Pyrethroids other than fluvalinate have been reported to impact the foraging capabilities of honey bees. After topical application with 0.009 µg permethrin/bee (approx. 90 ppb body weight), none of the foraging workers returned to the hive at days end [54], and only 43% of these bees returned even once to the hive because of disorientation due to the treatment. vanDame et al. [51] found a similar effect on foragers with deltamethrin at 0.0025 µg/bee (25 ppb), a dose 27 time lower than the LD50, which disoriented 91% of return bee flights to the hive. These symptoms are reminiscent of those reported for CCD.

Other classes of pesticides have been associated with bee kills including 3.1 ppm of the phenylpyrazole fipronil (Table 4). Anderson and Wojtas [55] linked dead honey bees to high residues of the carbamates carbaryl (5.8 ppm) and methomyl (3.4 ppm), cyclodienes chlordane (0.7 ppm) and endosulfan (4.4 ppm), organophosphates malathion (4.2 ppm) and methyl parathion (3.6 ppm), and the fungicide captan (1.7 ppm). Walorczyk and Gnusowski [56] found exceptional amounts of the organophosphates dimethoate (4.9 ppm), fenitrothion (1 ppm), and omethoate (1.2 ppm), and up to 1.2 ppm of the systemic fungicide tebuconazole in bees from other poisoning incidences. Similarly, elevated residues of the organophosphates bromophos methyl (1.7 ppm) and fenitrothion (10.3 ppm) were associated with high bee mortality [57].

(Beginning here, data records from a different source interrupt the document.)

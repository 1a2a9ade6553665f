//! Content hashing for template definitions

use crate::error::{GovResult, GovernanceError};
use sha2::{Digest, Sha256};
use std::fs;
use std::path::PathBuf;

pub fn sha256_hex(bytes: &[u8]) -> String {
    let mut hasher = Sha256::new();
    hasher.update(bytes);
    format!("{:x}", hasher.finalize())
}

/// Characters of a hash shown in error messages
pub const HASH_PREVIEW: usize = 16;

/// First `n` chars of a hash, for human-facing messages
pub fn short_hash(hash: &str, n: usize) -> String {
    hash.chars().take(n).collect()
}

/// Where a template's executable definition lives
#[derive(Debug, Clone, PartialEq, Eq)]
pub enum TemplateDefinition {
    File(PathBuf),
    /// Source held in memory
    #[cfg(test)]
    Inline(String),
}

impl TemplateDefinition {
    fn label(&self) -> String {
        match self {
            TemplateDefinition::File(path) => path.display().to_string(),
            #[cfg(test)]
            TemplateDefinition::Inline(_) => "<inline>".to_string(),
        }
    }

    fn source(&self) -> GovResult<String> {
        match self {
            #[cfg(test)]
            TemplateDefinition::Inline(source) => Ok(source.clone()),
            TemplateDefinition::File(path) => {
                fs::read_to_string(path).map_err(|e| GovernanceError::HashComputation {
                    subject: self.label(),
                    reason: e.to_string(),
                })
            }
        }
    }
}

/// Strict code hash: SHA-256 over the definition with `\r\n` folded to `\n`.
///
/// Fails instead of returning a placeholder when the source is unreadable or
/// empty. Comments are part of the hashed bytes.
pub fn compute_code_hash_strict(definition: &TemplateDefinition) -> GovResult<String> {
    let source = definition.source()?;
    if source.trim().is_empty() {
        return Err(GovernanceError::HashComputation {
            subject: definition.label(),
            reason: "definition is empty".to_string(),
        });
    }
    let normalized = source.replace("\r\n", "\n");
    Ok(sha256_hex(normalized.as_bytes()))
}

#[cfg(test)]
mod tests {
    use super::*;
    use tempfile::TempDir;

    #[test]
    fn test_line_endings_do_not_change_hash() {
        let unix = TemplateDefinition::Inline("def run():\n    return 1\n".into());
        let dos = TemplateDefinition::Inline("def run():\r\n    return 1\r\n".into());
        assert_eq!(
            compute_code_hash_strict(&unix).unwrap(),
            compute_code_hash_strict(&dos).unwrap()
        );
    }

    #[test]
    fn test_comment_edit_changes_hash() {
        let a = TemplateDefinition::Inline("def run():\n    return 1\n".into());
        let b = TemplateDefinition::Inline("def run():\n    # tweak\n    return 1\n".into());
        assert_ne!(
            compute_code_hash_strict(&a).unwrap(),
            compute_code_hash_strict(&b).unwrap()
        );
    }

    #[test]
    fn test_strict_hash_fails_loudly() {
        let dir = TempDir::new().unwrap();
        let missing = TemplateDefinition::File(dir.path().join("template.py"));
        let err = compute_code_hash_strict(&missing).unwrap_err();
        assert_eq!(err.code(), "HASH_COMPUTATION_FAILED");

        let empty = TemplateDefinition::Inline("   \n".into());
        assert!(compute_code_hash_strict(&empty).is_err());
    }

    #[test]
    fn test_short_hash() {
        assert_eq!(short_hash("abcdef0123456789ffff", 16), "abcdef0123456789");
        assert_eq!(short_hash("abc", 16), "abc");
    }
}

Pesticide metabolites (enzymatically-produced) and degradates (chemically-produced or of unknown origin) can be as toxic and are often more systemic than their respective parent compounds. Systemic movement can enhance their levels in floral pollens and nectars, but their increased water solubility can also facilitate excretion from bees. Much higher amounts of the more bee-toxic aldicarb sulfoxide than its sulfone [58] were frequently detected in pollen samples from hives near citrus, while both of these systemic metabolites were absent from bees. The systemic degradates THPI from captan and 1-naphthol from carbaryl were often found in pollen but much less frequently in bees. Parent pesticide biotransformations to metabolites differs among the bees, their food pollens and wax comb. Thus, complications for bee health may result from pesticide metabolism in hive and foraging sites to more systemic or otherwise water-soluble metabolites which are equally or more toxic than their parent compounds. Once again, data for combinations of these metabolites with parent compounds in mixtures of two or more components are completely lacking in the literature.

The affects of chronic exposure to pyrethroids, organophosphates, neonicotinoids, fungicides and other pesticides can range from lethal and/or sub-lethal effects in brood and workers to reproductive effects on the queen [59]. Bee nutrition and physiological changes across seasons (summer versus winter bees) can have marked impacts on their pesticide susceptibility [60]. Attempts to correlate global bee declines or CCD with increased pesticide exposures alone [18], [32] have not been successful to date. Two major complications with such attempts are that the time delay between collecting pollen contaminated with multiple pesticides, as we have shown here, and when it is actually consumed by bees or brood is not predictable in colonies, and the potential biotransformations of pesticides in beebread are completely undocumented. Pesticide interactions among various mixures as well as with other stressors including Varroa and Nosema [18], IAPV [17], beneficial hive microbes [61], [62], and impacts on bee immune systems all require further study. It seems to us that it is far too early to attempt to link or to dismiss pesticide impacts with CCD.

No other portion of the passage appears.